* **Task**
Copy every line below where the string "Timestamped" is found.

───── Supplied material ─────

//! Bounded, newest-first trade tape.

use std::collections::VecDeque;

use crate::models::trade::Timestamped;

/// Newest-first list of trades capped at a fixed capacity.
///
/// Live pushes are always on top. A historical page loaded later is placed
/// beneath them, minus any entry already received live.
#[derive(Debug, Clone)]
pub struct TradeTape<T> {
    trades: VecDeque<T>,
    capacity: usize,
}

impl<T: Clone + PartialEq + Timestamped> TradeTape<T> {
    pub fn new(capacity: usize) -> Self {
        Self {
            trades: VecDeque::with_capacity(capacity),
            capacity,
        }
    }

    /// Prepends a batch as one block, newest first, evicting the oldest
    /// entries. Trades with equal timestamps keep their batch order.
    pub fn push_batch(&mut self, batch: impl IntoIterator<Item = T>) {
        let mut batch: Vec<T> = batch.into_iter().collect();
        batch.sort_by(|a, b| b.trade_time().cmp(&a.trade_time()));
        for trade in batch.into_iter().rev() {
            self.trades.push_front(trade);
        }
        self.trades.truncate(self.capacity);
    }

    /// Places a historical page beneath the live trades. Only entries equal
    /// to a trade already on the tape are dropped; repeats within the page
    /// are kept.
    pub fn load_history(&mut self, mut page: Vec<T>) {
        page.sort_by(|a, b| b.trade_time().cmp(&a.trade_time()));
        let live = self.trades.len();
        for trade in page {
            if self.trades.len() >= self.capacity {
                break;
            }
            if !self.trades.range(..live).any(|t| t == &trade) {
                self.trades.push_back(trade);
            }
        }
    }

    pub fn latest(&self) -> Option<&T> {
        self.trades.front()
    }

    pub fn iter(&self) -> impl Iterator<Item = &T> {
        self.trades.iter()
    }

    pub fn to_vec(&self) -> Vec<T> {
        self.trades.iter().cloned().collect()
    }

    pub fn clear(&mut self) {
        self.trades.clear();
    }

    pub fn len(&self) -> usize {
        self.trades.len()
    }

    pub fn is_empty(&self) -> bool {
        self.trades.is_empty()
    }
}

#[cfg(test)]
mod tests {
    use rust_decimal::Decimal;

    use super::*;
    use crate::models::{PublicTrade, Side};

    fn trade(ts: i64) -> PublicTrade {
        PublicTrade {
            pair: "USDCUP".to_string(),
            price: Decimal::from(320 + ts),
            volume: Decimal::ONE,
            timestamp: ts.to_string(),
            side: Side::Buy,
        }
    }

    fn stamps(tape: &TradeTape<PublicTrade>) -> Vec<String> {
        tape.iter().map(|t| t.timestamp.clone()).collect()
    }

    #[test]
    fn history_then_push() {
        let mut tape = TradeTape::new(100);
        tape.load_history(vec![trade(1), trade(3), trade(2)]);
        tape.push_batch([trade(4)]);
        assert_eq!(stamps(&tape), ["4", "3", "2", "1"]);
        assert_eq!(tape.latest().unwrap().timestamp, "4");
    }

    #[test]
    fn late_history_goes_beneath_live_trades() {
        let mut tape = TradeTape::new(100);
        tape.push_batch([trade(9)]);
        tape.load_history(vec![trade(7), trade(9), trade(8)]);
        assert_eq!(stamps(&tape), ["9", "8", "7"]);
    }

    #[test]
    fn oldest_first_batch_lands_newest_first() {
        let mut tape = TradeTape::new(100);
        tape.push_batch([trade(1), trade(2)]);
        assert_eq!(stamps(&tape), ["2", "1"]);
    }

    #[test]
    fn newest_first_batch_is_prepended_as_a_block() {
        let mut tape = TradeTape::new(100);
        tape.load_history(vec![trade(1)]);
        tape.push_batch([trade(3), trade(2)]);
        assert_eq!(stamps(&tape), ["3", "2", "1"]);
    }

    #[test]
    fn equal_timestamps_in_a_batch_keep_batch_order() {
        let mut a = trade(5);
        a.price = Decimal::from(1);
        let mut b = trade(5);
        b.price = Decimal::from(2);

        let mut tape = TradeTape::new(10);
        tape.push_batch([a.clone(), b.clone()]);
        assert_eq!(tape.to_vec(), vec![a, b]);
    }

    #[test]
    fn repeated_trades_within_a_page_are_kept() {
        let mut tape = TradeTape::new(100);
        tape.load_history(vec![trade(5), trade(5), trade(4)]);
        assert_eq!(stamps(&tape), ["5", "5", "4"]);
    }

    #[test]
    fn page_repeats_of_a_live_trade_are_all_dropped() {
        let mut tape = TradeTape::new(100);
        tape.push_batch([trade(5)]);
        tape.load_history(vec![trade(5), trade(5), trade(4)]);
        assert_eq!(stamps(&tape), ["5", "4"]);
    }

    #[test]
    fn never_exceeds_capacity() {
        let mut tape = TradeTape::new(100);
        tape.load_history((0..100).map(trade).collect());
        tape.push_batch((100..150).map(trade));
        assert_eq!(tape.len(), 100);
        assert_eq!(tape.latest().unwrap().timestamp, "149");
        assert_eq!(tape.iter().last().unwrap().timestamp, "50");
    }

    #[test]
    fn equal_timestamps_keep_page_order() {
        let mut a = trade(5);
        a.price = Decimal::from(1);
        let mut b = trade(5);
        b.price = Decimal::from(2);

        let mut tape = TradeTape::new(10);
        tape.load_history(vec![a.clone(), b.clone()]);
        assert_eq!(tape.to_vec(), vec![a, b]);
    }
}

─────

* **Your solution**
use crate::models::trade::Timestamped;
impl<T: Clone + PartialEq + Timestamped> TradeTape<T> {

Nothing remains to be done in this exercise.